• **Exercise aim**
Copy out each line of the entries below in which the string "PermissionDenied" appears.

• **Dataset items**
▼

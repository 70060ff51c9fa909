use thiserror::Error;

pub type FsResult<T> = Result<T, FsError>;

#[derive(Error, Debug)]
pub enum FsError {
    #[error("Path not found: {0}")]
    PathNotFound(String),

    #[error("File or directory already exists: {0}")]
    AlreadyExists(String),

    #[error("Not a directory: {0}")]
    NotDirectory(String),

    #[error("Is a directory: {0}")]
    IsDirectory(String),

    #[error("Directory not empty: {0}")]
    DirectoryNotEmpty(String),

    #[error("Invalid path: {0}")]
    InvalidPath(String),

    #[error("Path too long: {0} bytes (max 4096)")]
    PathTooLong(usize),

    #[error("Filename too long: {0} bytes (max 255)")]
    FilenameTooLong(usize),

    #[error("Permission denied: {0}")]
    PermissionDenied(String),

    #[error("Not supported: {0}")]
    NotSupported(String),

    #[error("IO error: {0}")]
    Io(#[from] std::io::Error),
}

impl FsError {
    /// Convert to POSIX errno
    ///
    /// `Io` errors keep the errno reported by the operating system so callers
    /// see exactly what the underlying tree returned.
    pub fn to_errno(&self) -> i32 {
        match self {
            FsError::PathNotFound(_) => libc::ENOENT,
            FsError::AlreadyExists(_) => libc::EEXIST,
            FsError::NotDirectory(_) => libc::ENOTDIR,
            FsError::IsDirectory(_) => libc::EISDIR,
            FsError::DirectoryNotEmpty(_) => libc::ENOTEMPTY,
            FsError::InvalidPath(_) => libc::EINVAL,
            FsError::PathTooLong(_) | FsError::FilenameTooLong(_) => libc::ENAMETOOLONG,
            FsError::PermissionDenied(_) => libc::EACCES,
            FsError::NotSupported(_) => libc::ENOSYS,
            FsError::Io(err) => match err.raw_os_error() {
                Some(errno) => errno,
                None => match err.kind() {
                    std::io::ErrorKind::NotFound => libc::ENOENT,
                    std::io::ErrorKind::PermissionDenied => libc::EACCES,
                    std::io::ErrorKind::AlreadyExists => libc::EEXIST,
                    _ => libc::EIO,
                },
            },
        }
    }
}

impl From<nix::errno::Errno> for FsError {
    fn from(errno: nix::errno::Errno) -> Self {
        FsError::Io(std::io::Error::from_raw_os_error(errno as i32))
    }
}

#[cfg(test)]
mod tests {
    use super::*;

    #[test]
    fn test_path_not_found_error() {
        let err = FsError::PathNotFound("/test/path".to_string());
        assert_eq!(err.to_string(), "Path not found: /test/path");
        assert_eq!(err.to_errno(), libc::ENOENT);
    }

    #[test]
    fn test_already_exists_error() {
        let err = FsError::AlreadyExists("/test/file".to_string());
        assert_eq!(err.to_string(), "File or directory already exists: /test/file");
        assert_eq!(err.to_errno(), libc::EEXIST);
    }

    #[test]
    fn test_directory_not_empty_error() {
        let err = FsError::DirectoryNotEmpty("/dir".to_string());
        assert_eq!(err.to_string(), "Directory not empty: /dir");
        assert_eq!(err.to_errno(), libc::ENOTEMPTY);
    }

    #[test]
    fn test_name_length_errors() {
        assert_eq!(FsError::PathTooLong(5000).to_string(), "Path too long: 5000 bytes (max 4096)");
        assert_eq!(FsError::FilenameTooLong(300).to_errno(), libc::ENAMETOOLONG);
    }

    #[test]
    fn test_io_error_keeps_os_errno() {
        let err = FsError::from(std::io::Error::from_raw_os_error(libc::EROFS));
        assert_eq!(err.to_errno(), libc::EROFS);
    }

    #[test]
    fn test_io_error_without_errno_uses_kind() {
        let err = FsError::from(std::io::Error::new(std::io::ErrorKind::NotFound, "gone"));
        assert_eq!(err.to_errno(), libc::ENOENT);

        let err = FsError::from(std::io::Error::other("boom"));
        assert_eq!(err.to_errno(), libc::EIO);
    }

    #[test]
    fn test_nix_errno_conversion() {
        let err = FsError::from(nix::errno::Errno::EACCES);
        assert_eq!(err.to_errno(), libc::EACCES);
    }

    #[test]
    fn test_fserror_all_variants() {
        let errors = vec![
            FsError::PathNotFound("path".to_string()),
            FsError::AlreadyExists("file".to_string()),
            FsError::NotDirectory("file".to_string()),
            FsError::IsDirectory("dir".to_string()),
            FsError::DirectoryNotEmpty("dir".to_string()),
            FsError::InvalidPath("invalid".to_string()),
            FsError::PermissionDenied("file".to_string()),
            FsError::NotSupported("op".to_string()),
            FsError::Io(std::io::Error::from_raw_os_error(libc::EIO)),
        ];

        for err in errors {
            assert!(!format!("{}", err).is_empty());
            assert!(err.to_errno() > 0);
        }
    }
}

▲
▼

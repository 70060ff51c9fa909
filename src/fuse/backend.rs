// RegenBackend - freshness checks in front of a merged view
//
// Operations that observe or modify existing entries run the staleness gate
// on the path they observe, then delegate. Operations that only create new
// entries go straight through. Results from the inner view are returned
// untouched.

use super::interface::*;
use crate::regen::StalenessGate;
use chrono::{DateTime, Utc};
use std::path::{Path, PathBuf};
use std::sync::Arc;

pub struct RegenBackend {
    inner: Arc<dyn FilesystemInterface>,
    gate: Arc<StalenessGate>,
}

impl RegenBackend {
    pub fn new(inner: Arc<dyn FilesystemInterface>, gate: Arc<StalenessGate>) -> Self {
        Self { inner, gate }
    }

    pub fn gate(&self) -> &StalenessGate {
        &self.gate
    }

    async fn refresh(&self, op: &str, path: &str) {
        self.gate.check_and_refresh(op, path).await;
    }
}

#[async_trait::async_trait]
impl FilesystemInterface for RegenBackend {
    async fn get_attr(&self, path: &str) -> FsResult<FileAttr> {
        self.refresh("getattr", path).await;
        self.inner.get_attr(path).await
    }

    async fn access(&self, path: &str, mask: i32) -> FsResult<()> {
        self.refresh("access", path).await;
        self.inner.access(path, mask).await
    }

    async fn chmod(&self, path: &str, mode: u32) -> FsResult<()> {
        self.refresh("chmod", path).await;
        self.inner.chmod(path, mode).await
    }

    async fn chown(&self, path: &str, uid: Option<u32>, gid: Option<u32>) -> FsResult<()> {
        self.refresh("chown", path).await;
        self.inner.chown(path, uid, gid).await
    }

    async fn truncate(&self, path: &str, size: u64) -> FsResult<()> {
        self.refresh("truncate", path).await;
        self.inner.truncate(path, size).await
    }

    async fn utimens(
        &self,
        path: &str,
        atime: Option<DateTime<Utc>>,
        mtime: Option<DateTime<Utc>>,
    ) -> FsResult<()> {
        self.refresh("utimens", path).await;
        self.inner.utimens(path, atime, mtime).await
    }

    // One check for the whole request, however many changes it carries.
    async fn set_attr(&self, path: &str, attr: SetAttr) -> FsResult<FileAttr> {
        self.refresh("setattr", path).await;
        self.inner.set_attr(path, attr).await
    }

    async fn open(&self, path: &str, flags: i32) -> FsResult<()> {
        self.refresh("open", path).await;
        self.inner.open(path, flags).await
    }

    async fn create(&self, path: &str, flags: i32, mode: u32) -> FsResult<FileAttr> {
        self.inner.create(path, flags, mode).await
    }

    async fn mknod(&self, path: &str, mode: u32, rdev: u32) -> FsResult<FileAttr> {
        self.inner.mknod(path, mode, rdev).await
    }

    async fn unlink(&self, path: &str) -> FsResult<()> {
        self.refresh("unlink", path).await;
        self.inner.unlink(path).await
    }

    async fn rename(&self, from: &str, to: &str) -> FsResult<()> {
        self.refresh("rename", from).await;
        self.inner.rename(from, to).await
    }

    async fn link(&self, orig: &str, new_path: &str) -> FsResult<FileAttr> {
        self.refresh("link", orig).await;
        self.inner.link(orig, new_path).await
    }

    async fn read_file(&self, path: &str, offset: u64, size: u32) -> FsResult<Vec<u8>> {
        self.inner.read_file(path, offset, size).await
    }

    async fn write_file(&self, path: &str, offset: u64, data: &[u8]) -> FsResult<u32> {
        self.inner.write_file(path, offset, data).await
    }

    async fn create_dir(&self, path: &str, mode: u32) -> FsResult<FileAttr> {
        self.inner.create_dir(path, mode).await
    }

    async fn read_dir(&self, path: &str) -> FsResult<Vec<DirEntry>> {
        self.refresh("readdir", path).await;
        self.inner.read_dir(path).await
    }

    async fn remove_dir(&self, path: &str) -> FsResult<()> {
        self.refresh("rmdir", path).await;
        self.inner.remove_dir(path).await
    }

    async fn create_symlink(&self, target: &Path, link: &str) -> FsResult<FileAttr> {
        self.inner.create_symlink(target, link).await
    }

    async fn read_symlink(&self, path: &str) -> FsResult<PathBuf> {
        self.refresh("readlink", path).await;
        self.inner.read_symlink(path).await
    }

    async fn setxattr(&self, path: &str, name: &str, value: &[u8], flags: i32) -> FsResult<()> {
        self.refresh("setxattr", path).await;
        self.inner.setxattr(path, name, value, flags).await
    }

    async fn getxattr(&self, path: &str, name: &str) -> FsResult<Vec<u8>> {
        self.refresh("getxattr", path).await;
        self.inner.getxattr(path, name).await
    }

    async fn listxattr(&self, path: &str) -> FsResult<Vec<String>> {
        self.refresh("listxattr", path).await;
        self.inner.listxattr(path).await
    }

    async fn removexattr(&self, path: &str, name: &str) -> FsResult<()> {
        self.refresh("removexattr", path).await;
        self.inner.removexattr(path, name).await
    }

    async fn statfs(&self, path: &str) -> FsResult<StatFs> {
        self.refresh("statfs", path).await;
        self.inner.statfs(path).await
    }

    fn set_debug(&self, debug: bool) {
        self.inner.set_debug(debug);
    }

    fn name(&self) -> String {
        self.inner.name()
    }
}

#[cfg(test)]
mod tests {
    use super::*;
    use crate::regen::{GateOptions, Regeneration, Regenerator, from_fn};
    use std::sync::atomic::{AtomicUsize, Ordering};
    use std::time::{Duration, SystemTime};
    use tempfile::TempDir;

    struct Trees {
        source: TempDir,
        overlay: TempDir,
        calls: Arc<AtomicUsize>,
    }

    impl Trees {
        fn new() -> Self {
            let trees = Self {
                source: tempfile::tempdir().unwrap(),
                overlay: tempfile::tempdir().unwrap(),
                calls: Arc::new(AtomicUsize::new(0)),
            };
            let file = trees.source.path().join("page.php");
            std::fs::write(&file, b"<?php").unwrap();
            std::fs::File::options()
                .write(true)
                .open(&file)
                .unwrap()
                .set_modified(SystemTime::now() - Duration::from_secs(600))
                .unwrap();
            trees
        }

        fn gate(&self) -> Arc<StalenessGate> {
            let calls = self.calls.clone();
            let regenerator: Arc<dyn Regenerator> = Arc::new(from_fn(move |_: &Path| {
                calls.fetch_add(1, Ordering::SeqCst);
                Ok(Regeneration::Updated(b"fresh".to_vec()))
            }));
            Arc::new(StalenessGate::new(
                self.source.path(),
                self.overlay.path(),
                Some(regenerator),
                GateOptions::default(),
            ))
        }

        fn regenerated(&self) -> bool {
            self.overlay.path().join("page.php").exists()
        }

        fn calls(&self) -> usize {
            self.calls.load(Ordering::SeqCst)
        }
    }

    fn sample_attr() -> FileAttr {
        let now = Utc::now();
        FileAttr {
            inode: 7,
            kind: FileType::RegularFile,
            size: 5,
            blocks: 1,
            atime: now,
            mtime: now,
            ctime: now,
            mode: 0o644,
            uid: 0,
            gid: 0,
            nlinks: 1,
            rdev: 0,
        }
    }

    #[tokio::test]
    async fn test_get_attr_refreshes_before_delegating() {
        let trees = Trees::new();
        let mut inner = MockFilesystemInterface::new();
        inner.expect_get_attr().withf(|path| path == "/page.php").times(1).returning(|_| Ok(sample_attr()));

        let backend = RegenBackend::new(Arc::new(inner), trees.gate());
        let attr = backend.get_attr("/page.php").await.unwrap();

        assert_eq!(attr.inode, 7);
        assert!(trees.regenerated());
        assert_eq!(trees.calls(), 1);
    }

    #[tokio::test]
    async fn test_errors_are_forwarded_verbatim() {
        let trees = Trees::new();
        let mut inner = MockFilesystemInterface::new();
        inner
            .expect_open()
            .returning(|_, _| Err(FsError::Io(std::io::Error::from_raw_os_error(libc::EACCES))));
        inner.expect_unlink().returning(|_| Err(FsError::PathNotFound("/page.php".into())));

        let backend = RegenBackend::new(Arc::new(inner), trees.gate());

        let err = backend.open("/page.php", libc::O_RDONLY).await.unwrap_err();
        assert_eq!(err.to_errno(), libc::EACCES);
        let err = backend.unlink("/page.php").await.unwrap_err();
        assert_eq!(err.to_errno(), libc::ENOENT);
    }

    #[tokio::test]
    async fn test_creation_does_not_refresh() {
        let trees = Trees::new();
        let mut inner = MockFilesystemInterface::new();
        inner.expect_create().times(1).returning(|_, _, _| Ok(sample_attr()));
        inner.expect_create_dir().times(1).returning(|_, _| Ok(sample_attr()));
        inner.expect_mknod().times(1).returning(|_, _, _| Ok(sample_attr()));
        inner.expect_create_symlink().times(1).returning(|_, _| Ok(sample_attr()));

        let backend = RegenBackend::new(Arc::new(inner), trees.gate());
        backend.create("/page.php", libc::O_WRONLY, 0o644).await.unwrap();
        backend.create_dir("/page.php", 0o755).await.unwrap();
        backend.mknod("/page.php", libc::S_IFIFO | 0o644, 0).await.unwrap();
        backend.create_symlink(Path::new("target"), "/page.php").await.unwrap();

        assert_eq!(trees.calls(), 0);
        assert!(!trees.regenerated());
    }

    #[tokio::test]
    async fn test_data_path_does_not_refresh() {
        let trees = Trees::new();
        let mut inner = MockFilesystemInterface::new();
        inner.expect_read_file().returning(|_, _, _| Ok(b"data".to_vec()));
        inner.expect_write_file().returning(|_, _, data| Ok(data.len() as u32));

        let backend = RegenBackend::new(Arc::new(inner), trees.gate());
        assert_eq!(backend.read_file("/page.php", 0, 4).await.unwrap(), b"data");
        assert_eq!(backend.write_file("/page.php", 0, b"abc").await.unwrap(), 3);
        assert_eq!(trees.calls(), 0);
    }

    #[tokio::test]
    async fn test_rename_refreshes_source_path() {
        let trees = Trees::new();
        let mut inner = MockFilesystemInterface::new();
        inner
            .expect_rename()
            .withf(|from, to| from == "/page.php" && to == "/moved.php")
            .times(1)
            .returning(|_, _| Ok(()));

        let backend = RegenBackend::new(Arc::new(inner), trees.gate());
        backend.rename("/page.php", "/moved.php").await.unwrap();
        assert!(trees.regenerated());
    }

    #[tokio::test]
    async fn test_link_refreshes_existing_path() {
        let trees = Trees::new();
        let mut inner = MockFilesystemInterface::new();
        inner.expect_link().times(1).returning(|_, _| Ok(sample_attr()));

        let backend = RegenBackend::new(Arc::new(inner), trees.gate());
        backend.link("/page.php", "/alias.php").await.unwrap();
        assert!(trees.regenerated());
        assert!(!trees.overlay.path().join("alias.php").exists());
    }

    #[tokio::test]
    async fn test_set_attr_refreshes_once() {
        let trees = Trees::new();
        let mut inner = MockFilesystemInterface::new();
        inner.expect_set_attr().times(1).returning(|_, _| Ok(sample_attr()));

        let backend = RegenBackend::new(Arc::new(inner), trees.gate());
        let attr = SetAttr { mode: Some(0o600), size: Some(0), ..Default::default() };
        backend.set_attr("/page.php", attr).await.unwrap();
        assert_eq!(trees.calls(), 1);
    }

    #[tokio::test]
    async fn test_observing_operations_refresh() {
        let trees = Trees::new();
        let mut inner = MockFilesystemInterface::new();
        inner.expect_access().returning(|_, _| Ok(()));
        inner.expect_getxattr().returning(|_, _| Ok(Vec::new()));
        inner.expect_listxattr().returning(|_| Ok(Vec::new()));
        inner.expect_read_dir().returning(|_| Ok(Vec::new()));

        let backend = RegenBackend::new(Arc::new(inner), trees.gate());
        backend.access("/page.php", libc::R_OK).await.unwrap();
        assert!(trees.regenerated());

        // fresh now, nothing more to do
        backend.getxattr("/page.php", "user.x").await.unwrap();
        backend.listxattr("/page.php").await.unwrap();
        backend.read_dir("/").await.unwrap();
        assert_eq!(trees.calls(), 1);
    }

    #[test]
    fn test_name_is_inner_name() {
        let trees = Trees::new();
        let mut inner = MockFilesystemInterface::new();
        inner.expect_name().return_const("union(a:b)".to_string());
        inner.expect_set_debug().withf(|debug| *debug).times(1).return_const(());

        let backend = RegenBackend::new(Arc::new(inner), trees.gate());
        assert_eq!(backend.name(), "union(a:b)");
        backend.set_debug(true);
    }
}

▲

• **Answer to the exercise**
    PermissionDenied(String),
            FsError::PermissionDenied(_) => libc::EACCES,
                    std::io::ErrorKind::PermissionDenied => libc::EACCES,
            FsError::PermissionDenied("file".to_string()),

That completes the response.